--- SUPPLIED MATERIAL ---
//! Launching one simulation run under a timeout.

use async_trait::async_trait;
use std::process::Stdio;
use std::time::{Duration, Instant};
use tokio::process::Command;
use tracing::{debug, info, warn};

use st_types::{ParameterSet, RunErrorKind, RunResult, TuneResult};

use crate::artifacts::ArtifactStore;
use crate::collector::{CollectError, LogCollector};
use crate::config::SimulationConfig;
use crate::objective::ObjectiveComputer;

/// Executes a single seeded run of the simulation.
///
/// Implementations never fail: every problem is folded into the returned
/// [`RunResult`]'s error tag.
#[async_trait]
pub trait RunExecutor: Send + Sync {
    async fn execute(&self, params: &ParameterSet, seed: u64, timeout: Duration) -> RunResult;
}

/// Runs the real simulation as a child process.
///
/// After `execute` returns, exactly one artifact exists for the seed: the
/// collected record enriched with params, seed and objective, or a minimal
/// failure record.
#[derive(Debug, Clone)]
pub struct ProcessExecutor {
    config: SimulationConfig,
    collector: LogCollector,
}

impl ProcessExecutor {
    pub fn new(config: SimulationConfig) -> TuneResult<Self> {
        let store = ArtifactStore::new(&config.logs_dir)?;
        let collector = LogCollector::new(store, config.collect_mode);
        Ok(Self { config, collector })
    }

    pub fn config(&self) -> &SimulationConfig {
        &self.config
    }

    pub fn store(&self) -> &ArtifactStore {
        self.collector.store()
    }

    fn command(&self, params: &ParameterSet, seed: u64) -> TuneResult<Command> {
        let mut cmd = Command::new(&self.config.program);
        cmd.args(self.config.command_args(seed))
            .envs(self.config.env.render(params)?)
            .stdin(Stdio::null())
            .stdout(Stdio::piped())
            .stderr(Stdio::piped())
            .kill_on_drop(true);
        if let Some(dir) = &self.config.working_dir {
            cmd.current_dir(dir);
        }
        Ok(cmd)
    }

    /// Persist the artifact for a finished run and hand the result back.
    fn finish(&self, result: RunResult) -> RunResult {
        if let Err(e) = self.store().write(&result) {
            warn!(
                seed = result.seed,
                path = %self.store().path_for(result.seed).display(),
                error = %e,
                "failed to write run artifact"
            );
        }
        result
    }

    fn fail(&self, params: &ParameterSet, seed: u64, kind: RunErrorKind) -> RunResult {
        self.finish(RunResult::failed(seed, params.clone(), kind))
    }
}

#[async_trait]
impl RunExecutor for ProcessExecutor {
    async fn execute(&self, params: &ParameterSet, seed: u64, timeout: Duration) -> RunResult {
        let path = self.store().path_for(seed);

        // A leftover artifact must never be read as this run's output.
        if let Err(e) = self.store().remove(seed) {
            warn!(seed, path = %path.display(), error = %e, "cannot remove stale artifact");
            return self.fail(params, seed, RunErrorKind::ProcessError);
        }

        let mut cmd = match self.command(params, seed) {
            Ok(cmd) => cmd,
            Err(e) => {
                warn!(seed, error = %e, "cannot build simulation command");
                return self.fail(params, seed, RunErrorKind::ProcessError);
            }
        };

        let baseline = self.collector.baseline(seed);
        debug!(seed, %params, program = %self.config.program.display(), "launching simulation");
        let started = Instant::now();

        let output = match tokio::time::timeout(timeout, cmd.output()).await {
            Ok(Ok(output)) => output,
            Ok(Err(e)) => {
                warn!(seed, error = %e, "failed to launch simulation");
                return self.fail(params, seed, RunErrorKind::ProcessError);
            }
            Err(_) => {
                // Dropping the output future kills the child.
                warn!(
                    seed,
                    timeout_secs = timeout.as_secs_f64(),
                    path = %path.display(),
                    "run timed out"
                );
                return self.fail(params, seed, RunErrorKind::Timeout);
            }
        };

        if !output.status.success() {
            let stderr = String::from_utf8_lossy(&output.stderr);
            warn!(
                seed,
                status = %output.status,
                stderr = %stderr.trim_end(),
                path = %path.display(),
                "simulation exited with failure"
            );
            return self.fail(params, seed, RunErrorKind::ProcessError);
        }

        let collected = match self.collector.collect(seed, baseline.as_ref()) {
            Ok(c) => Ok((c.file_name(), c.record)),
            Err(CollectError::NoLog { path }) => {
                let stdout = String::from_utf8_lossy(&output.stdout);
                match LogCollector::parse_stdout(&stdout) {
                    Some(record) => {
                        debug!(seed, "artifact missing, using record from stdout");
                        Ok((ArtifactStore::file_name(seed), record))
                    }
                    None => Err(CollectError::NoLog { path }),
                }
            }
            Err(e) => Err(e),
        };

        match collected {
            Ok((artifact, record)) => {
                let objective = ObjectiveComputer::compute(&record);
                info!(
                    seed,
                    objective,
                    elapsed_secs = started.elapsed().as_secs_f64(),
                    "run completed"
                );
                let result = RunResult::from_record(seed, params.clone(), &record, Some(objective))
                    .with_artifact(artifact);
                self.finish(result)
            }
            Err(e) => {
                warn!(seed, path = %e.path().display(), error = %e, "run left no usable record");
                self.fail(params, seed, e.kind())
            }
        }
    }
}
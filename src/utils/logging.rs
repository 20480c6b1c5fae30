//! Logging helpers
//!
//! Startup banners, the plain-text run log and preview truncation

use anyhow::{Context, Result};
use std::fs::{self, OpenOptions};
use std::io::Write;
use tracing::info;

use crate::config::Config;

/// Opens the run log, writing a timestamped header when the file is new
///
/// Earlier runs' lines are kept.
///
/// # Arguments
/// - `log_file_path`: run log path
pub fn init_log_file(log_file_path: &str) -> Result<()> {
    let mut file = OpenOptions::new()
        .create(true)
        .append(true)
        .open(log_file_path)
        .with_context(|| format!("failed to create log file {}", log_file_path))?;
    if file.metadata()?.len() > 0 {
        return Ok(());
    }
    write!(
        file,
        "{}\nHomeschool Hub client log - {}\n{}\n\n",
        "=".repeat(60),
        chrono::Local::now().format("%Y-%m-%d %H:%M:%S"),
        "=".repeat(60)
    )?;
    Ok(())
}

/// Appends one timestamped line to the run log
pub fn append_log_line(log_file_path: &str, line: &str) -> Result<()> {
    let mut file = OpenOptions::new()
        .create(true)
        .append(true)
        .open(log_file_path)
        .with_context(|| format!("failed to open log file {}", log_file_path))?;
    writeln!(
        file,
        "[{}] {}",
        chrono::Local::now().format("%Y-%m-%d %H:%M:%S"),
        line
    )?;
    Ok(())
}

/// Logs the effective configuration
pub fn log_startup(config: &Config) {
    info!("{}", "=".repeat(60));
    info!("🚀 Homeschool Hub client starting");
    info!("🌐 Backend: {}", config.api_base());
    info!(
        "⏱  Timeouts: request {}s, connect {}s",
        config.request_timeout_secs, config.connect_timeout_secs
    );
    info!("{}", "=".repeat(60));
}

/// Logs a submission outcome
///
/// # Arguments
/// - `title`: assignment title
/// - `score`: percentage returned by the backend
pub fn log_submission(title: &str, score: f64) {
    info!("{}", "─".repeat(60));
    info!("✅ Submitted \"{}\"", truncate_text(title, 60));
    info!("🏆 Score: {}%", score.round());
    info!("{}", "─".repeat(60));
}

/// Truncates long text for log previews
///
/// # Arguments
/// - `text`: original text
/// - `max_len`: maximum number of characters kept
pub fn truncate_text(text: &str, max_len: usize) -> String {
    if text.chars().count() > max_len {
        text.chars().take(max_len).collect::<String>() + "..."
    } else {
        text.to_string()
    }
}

--- TASK TO COMPLETE ---
Give back each record, exactly as it reads.

--- SOLUTION FOR THIS TASK ---
//! Launching one simulation run under a timeout.

use async_trait::async_trait;
use std::process::Stdio;
use std::time::{Duration, Instant};
use tokio::process::Command;
use tracing::{debug, info, warn};

use st_types::{ParameterSet, RunErrorKind, RunResult, TuneResult};

use crate::artifacts::ArtifactStore;
use crate::collector::{CollectError, LogCollector};
use crate::config::SimulationConfig;
use crate::objective::ObjectiveComputer;

/// Executes a single seeded run of the simulation.
///
/// Implementations never fail: every problem is folded into the returned
/// [`RunResult`]'s error tag.
#[async_trait]
pub trait RunExecutor: Send + Sync {
    async fn execute(&self, params: &ParameterSet, seed: u64, timeout: Duration) -> RunResult;
}

/// Runs the real simulation as a child process.
///
/// After `execute` returns, exactly one artifact exists for the seed: the
/// collected record enriched with params, seed and objective, or a minimal
/// failure record.
#[derive(Debug, Clone)]
pub struct ProcessExecutor {
    config: SimulationConfig,
    collector: LogCollector,
}

impl ProcessExecutor {
    pub fn new(config: SimulationConfig) -> TuneResult<Self> {
        let store = ArtifactStore::new(&config.logs_dir)?;
        let collector = LogCollector::new(store, config.collect_mode);
        Ok(Self { config, collector })
    }

    pub fn config(&self) -> &SimulationConfig {
        &self.config
    }

    pub fn store(&self) -> &ArtifactStore {
        self.collector.store()
    }

    fn command(&self, params: &ParameterSet, seed: u64) -> TuneResult<Command> {
        let mut cmd = Command::new(&self.config.program);
        cmd.args(self.config.command_args(seed))
            .envs(self.config.env.render(params)?)
            .stdin(Stdio::null())
            .stdout(Stdio::piped())
            .stderr(Stdio::piped())
            .kill_on_drop(true);
        if let Some(dir) = &self.config.working_dir {
            cmd.current_dir(dir);
        }
        Ok(cmd)
    }

    /// Persist the artifact for a finished run and hand the result back.
    fn finish(&self, result: RunResult) -> RunResult {
        if let Err(e) = self.store().write(&result) {
            warn!(
                seed = result.seed,
                path = %self.store().path_for(result.seed).display(),
                error = %e,
                "failed to write run artifact"
            );
        }
        result
    }

    fn fail(&self, params: &ParameterSet, seed: u64, kind: RunErrorKind) -> RunResult {
        self.finish(RunResult::failed(seed, params.clone(), kind))
    }
}

#[async_trait]
impl RunExecutor for ProcessExecutor {
    async fn execute(&self, params: &ParameterSet, seed: u64, timeout: Duration) -> RunResult {
        let path = self.store().path_for(seed);

        // A leftover artifact must never be read as this run's output.
        if let Err(e) = self.store().remove(seed) {
            warn!(seed, path = %path.display(), error = %e, "cannot remove stale artifact");
            return self.fail(params, seed, RunErrorKind::ProcessError);
        }

        let mut cmd = match self.command(params, seed) {
            Ok(cmd) => cmd,
            Err(e) => {
                warn!(seed, error = %e, "cannot build simulation command");
                return self.fail(params, seed, RunErrorKind::ProcessError);
            }
        };

        let baseline = self.collector.baseline(seed);
        debug!(seed, %params, program = %self.config.program.display(), "launching simulation");
        let started = Instant::now();

        let output = match tokio::time::timeout(timeout, cmd.output()).await {
            Ok(Ok(output)) => output,
            Ok(Err(e)) => {
                warn!(seed, error = %e, "failed to launch simulation");
                return self.fail(params, seed, RunErrorKind::ProcessError);
            }
            Err(_) => {
                // Dropping the output future kills the child.
                warn!(
                    seed,
                    timeout_secs = timeout.as_secs_f64(),
                    path = %path.display(),
                    "run timed out"
                );
                return self.fail(params, seed, RunErrorKind::Timeout);
            }
        };

        if !output.status.success() {
            let stderr = String::from_utf8_lossy(&output.stderr);
            warn!(
                seed,
                status = %output.status,
                stderr = %stderr.trim_end(),
                path = %path.display(),
                "simulation exited with failure"
            );
            return self.fail(params, seed, RunErrorKind::ProcessError);
        }

        let collected = match self.collector.collect(seed, baseline.as_ref()) {
            Ok(c) => Ok((c.file_name(), c.record)),
            Err(CollectError::NoLog { path }) => {
                let stdout = String::from_utf8_lossy(&output.stdout);
                match LogCollector::parse_stdout(&stdout) {
                    Some(record) => {
                        debug!(seed, "artifact missing, using record from stdout");
                        Ok((ArtifactStore::file_name(seed), record))
                    }
                    None => Err(CollectError::NoLog { path }),
                }
            }
            Err(e) => Err(e),
        };

        match collected {
            Ok((artifact, record)) => {
                let objective = ObjectiveComputer::compute(&record);
                info!(
                    seed,
                    objective,
                    elapsed_secs = started.elapsed().as_secs_f64(),
                    "run completed"
                );
                let result = RunResult::from_record(seed, params.clone(), &record, Some(objective))
                    .with_artifact(artifact);
                self.finish(result)
            }
            Err(e) => {
                warn!(seed, path = %e.path().display(), error = %e, "run left no usable record");
                self.fail(params, seed, e.kind())
            }
        }
    }
}
filename src/utils/logging.rs
repository 20480c6b1c5fae30
//! Logging helpers
//!
//! Startup banners, the plain-text run log and preview truncation

use anyhow::{Context, Result};
use std::fs::{self, OpenOptions};
use std::io::Write;
use tracing::info;

use crate::config::Config;

/// Opens the run log, writing a timestamped header when the file is new
///
/// Earlier runs' lines are kept.
///
/// # Arguments
/// - `log_file_path`: run log path
pub fn init_log_file(log_file_path: &str) -> Result<()> {
    let mut file = OpenOptions::new()
        .create(true)
        .append(true)
        .open(log_file_path)
        .with_context(|| format!("failed to create log file {}", log_file_path))?;
    if file.metadata()?.len() > 0 {
        return Ok(());
    }
    write!(
        file,
        "{}\nHomeschool Hub client log - {}\n{}\n\n",
        "=".repeat(60),
        chrono::Local::now().format("%Y-%m-%d %H:%M:%S"),
        "=".repeat(60)
    )?;
    Ok(())
}

/// Appends one timestamped line to the run log
pub fn append_log_line(log_file_path: &str, line: &str) -> Result<()> {
    let mut file = OpenOptions::new()
        .create(true)
        .append(true)
        .open(log_file_path)
        .with_context(|| format!("failed to open log file {}", log_file_path))?;
    writeln!(
        file,
        "[{}] {}",
        chrono::Local::now().format("%Y-%m-%d %H:%M:%S"),
        line
    )?;
    Ok(())
}

/// Logs the effective configuration
pub fn log_startup(config: &Config) {
    info!("{}", "=".repeat(60));
    info!("🚀 Homeschool Hub client starting");
    info!("🌐 Backend: {}", config.api_base());
    info!(
        "⏱  Timeouts: request {}s, connect {}s",
        config.request_timeout_secs, config.connect_timeout_secs
    );
    info!("{}", "=".repeat(60));
}

/// Logs a submission outcome
///
/// # Arguments
/// - `title`: assignment title
/// - `score`: percentage returned by the backend
pub fn log_submission(title: &str, score: f64) {
    info!("{}", "─".repeat(60));
    info!("✅ Submitted \"{}\"", truncate_text(title, 60));
    info!("🏆 Score: {}%", score.round());
    info!("{}", "─".repeat(60));
}

/// Truncates long text for log previews
///
/// # Arguments
/// - `text`: original text
/// - `max_len`: maximum number of characters kept
pub fn truncate_text(text: &str, max_len: usize) -> String {
    if text.chars().count() > max_len {
        text.chars().take(max_len).collect::<String>() + "..."
    } else {
        text.to_string()
    }
}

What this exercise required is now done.